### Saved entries
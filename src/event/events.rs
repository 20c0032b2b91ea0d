use crate::http::models::{Artist, Playlist, Track, User};
use crate::ui::components::toast::ToastKind;

/// Application events carried on the shared bus. Views receive every event
/// and pick out the ones they care about.
#[derive(Debug, Clone)]
pub enum Event {
    // Shell
    SessionResolved(Option<User>),
    Toast(String, ToastKind),

    // Data
    ArtistsFetched(Vec<Artist>),
    ArtistFetched(Artist),
    ArtistTracksFetched(Vec<Track>),
    PlaylistsFetched(Vec<Playlist>),
    PlaylistFetched(Playlist),
    LikedTracksFetched(Vec<Track>),
    FetchError(String),
}
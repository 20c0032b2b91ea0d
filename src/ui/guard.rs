use async_trait::async_trait;
use ratatui::crossterm::event::KeyEvent;
use ratatui::{Frame, layout::Rect, style::Style};

use crate::event::events::Event;
use crate::ui::components::spinner::Spinner;
use crate::ui::context::AppContext;
use crate::ui::state::AppState;
use crate::ui::traits::{Action, View};
use crate::ui::views::Login;
use crate::util::colors;

/// Gates a view behind the auth session. While the session resolves it shows
/// a neutral placeholder; signed out it shows the login view *in place* —
/// the route and its params are left untouched so they survive sign-in, at
/// the cost of the current page not reading "login" while login is shown.
pub struct Protected {
    inner: Box<dyn View>,
    login: Login,
    inner_mounted: bool,
}

impl Protected {
    pub fn wrap(inner: impl View + 'static) -> Box<dyn View> {
        Box::new(Self {
            inner: Box::new(inner),
            login: Login::default(),
            inner_mounted: false,
        })
    }
}

#[async_trait]
impl View for Protected {
    fn title(&self) -> &str {
        self.inner.title()
    }

    async fn on_mount(&mut self, ctx: &AppContext) {
        // The inner view only starts fetching once a user is present; if the
        // session resolves later, on_event finishes the mount.
        if ctx.auth.session().is_authenticated() {
            self.inner.on_mount(ctx).await;
            self.inner_mounted = true;
        }
    }

    fn render(&mut self, f: &mut Frame, area: Rect, state: &AppState, ctx: &AppContext) {
        let session = ctx.auth.session();
        if session.loading {
            let spinner = Spinner::new("Checking session...")
                .with_style(Style::default().fg(colors::PRIMARY));
            f.render_widget(spinner, area);
        } else if !session.is_authenticated() {
            self.login.render(f, area, state, ctx);
        } else {
            self.inner.render(f, area, state, ctx);
        }
    }

    async fn handle_input(
        &mut self,
        key: KeyEvent,
        state: &AppState,
        ctx: &AppContext,
    ) -> Option<Action> {
        let session = ctx.auth.session();
        if session.loading {
            None
        } else if !session.is_authenticated() {
            self.login.handle_input(key, state, ctx).await
        } else {
            self.inner.handle_input(key, state, ctx).await
        }
    }

    async fn on_event(&mut self, event: &Event, ctx: &AppContext) {
        if let Event::SessionResolved(Some(_)) = event
            && !self.inner_mounted
        {
            self.inner.on_mount(ctx).await;
            self.inner_mounted = true;
        }
        self.inner.on_event(event, ctx).await;
    }
}

#[cfg(test)]
mod tests {
    use super::*;
    use crate::auth::AuthSession;
    use crate::http::models::User;
    use crate::test_support::{render_view, test_context};
    use crate::ui::views::Dashboard;

    fn user() -> User {
        User {
            id: "u1".to_string(),
            username: "ada".to_string(),
            email: None,
        }
    }

    #[test]
    fn test_loading_session_renders_placeholder() {
        let (ctx, _event_rx) = test_context();
        ctx.auth.set(AuthSession::resolving());
        let mut view = Protected::wrap(Dashboard);
        let text = render_view(view.as_mut(), &ctx, 70, 12);
        assert!(text.contains("Checking session"));
        assert!(!text.contains("Signed in"));
        assert!(!text.contains("Sign in to mellow"));
    }

    #[test]
    fn test_signed_out_renders_login_in_place() {
        let (ctx, _event_rx) = test_context();
        ctx.auth.set(AuthSession::signed_out());
        let mut view = Protected::wrap(Dashboard);
        let text = render_view(view.as_mut(), &ctx, 70, 16);
        assert!(text.contains("Sign in to mellow"));
    }

    #[test]
    fn test_signed_in_renders_wrapped_view() {
        let (ctx, _event_rx) = test_context();
        ctx.auth.set(AuthSession::signed_in(user()));
        let mut view = Protected::wrap(Dashboard);
        let text = render_view(view.as_mut(), &ctx, 70, 12);
        assert!(text.contains("Signed in as ada"));
    }

    #[test]
    fn test_title_comes_from_the_wrapped_view() {
        let view = Protected::wrap(Dashboard);
        assert_eq!(view.title(), "Dashboard");
    }

    #[tokio::test]
    async fn test_inner_view_mounts_when_session_resolves() {
        let (ctx, _event_rx) = test_context();
        ctx.auth.set(AuthSession::signed_out());
        let mut view = Protected::wrap(Dashboard);
        view.on_mount(&ctx).await;

        ctx.auth.set(AuthSession::signed_in(user()));
        view.on_event(&Event::SessionResolved(Some(user())), &ctx).await;

        let text = render_view(view.as_mut(), &ctx, 70, 12);
        assert!(text.contains("Signed in as ada"));
    }
}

### Task requirements
Please write out the records from above, keeping every line exact.

### Response to the task
filename src/event/events.rs
repository 20c0032b2b91ea0d
use crate::http::models::{Artist, Playlist, Track, User};
use crate::ui::components::toast::ToastKind;

/// Application events carried on the shared bus. Views receive every event
/// and pick out the ones they care about.
#[derive(Debug, Clone)]
pub enum Event {
    // Shell
    SessionResolved(Option<User>),
    Toast(String, ToastKind),

    // Data
    ArtistsFetched(Vec<Artist>),
    ArtistFetched(Artist),
    ArtistTracksFetched(Vec<Track>),
    PlaylistsFetched(Vec<Playlist>),
    PlaylistFetched(Playlist),
    LikedTracksFetched(Vec<Track>),
    FetchError(String),
}
repository 20c0032b2b91ea0d
filename src/ui/guard.rs
use async_trait::async_trait;
use ratatui::crossterm::event::KeyEvent;
use ratatui::{Frame, layout::Rect, style::Style};

use crate::event::events::Event;
use crate::ui::components::spinner::Spinner;
use crate::ui::context::AppContext;
use crate::ui::state::AppState;
use crate::ui::traits::{Action, View};
use crate::ui::views::Login;
use crate::util::colors;

/// Gates a view behind the auth session. While the session resolves it shows
/// a neutral placeholder; signed out it shows the login view *in place* —
/// the route and its params are left untouched so they survive sign-in, at
/// the cost of the current page not reading "login" while login is shown.
pub struct Protected {
    inner: Box<dyn View>,
    login: Login,
    inner_mounted: bool,
}

impl Protected {
    pub fn wrap(inner: impl View + 'static) -> Box<dyn View> {
        Box::new(Self {
            inner: Box::new(inner),
            login: Login::default(),
            inner_mounted: false,
        })
    }
}

#[async_trait]
impl View for Protected {
    fn title(&self) -> &str {
        self.inner.title()
    }

    async fn on_mount(&mut self, ctx: &AppContext) {
        // The inner view only starts fetching once a user is present; if the
        // session resolves later, on_event finishes the mount.
        if ctx.auth.session().is_authenticated() {
            self.inner.on_mount(ctx).await;
            self.inner_mounted = true;
        }
    }

    fn render(&mut self, f: &mut Frame, area: Rect, state: &AppState, ctx: &AppContext) {
        let session = ctx.auth.session();
        if session.loading {
            let spinner = Spinner::new("Checking session...")
                .with_style(Style::default().fg(colors::PRIMARY));
            f.render_widget(spinner, area);
        } else if !session.is_authenticated() {
            self.login.render(f, area, state, ctx);
        } else {
            self.inner.render(f, area, state, ctx);
        }
    }

    async fn handle_input(
        &mut self,
        key: KeyEvent,
        state: &AppState,
        ctx: &AppContext,
    ) -> Option<Action> {
        let session = ctx.auth.session();
        if session.loading {
            None
        } else if !session.is_authenticated() {
            self.login.handle_input(key, state, ctx).await
        } else {
            self.inner.handle_input(key, state, ctx).await
        }
    }

    async fn on_event(&mut self, event: &Event, ctx: &AppContext) {
        if let Event::SessionResolved(Some(_)) = event
            && !self.inner_mounted
        {
            self.inner.on_mount(ctx).await;
            self.inner_mounted = true;
        }
        self.inner.on_event(event, ctx).await;
    }
}

#[cfg(test)]
mod tests {
    use super::*;
    use crate::auth::AuthSession;
    use crate::http::models::User;
    use crate::test_support::{render_view, test_context};
    use crate::ui::views::Dashboard;

    fn user() -> User {
        User {
            id: "u1".to_string(),
            username: "ada".to_string(),
            email: None,
        }
    }

    #[test]
    fn test_loading_session_renders_placeholder() {
        let (ctx, _event_rx) = test_context();
        ctx.auth.set(AuthSession::resolving());
        let mut view = Protected::wrap(Dashboard);
        let text = render_view(view.as_mut(), &ctx, 70, 12);
        assert!(text.contains("Checking session"));
        assert!(!text.contains("Signed in"));
        assert!(!text.contains("Sign in to mellow"));
    }

    #[test]
    fn test_signed_out_renders_login_in_place() {
        let (ctx, _event_rx) = test_context();
        ctx.auth.set(AuthSession::signed_out());
        let mut view = Protected::wrap(Dashboard);
        let text = render_view(view.as_mut(), &ctx, 70, 16);
        assert!(text.contains("Sign in to mellow"));
    }

    #[test]
    fn test_signed_in_renders_wrapped_view() {
        let (ctx, _event_rx) = test_context();
        ctx.auth.set(AuthSession::signed_in(user()));
        let mut view = Protected::wrap(Dashboard);
        let text = render_view(view.as_mut(), &ctx, 70, 12);
        assert!(text.contains("Signed in as ada"));
    }

    #[test]
    fn test_title_comes_from_the_wrapped_view() {
        let view = Protected::wrap(Dashboard);
        assert_eq!(view.title(), "Dashboard");
    }

    #[tokio::test]
    async fn test_inner_view_mounts_when_session_resolves() {
        let (ctx, _event_rx) = test_context();
        ctx.auth.set(AuthSession::signed_out());
        let mut view = Protected::wrap(Dashboard);
        view.on_mount(&ctx).await;

        ctx.auth.set(AuthSession::signed_in(user()));
        view.on_event(&Event::SessionResolved(Some(user())), &ctx).await;

        let text = render_view(view.as_mut(), &ctx, 70, 12);
        assert!(text.contains("Signed in as ada"));
    }
}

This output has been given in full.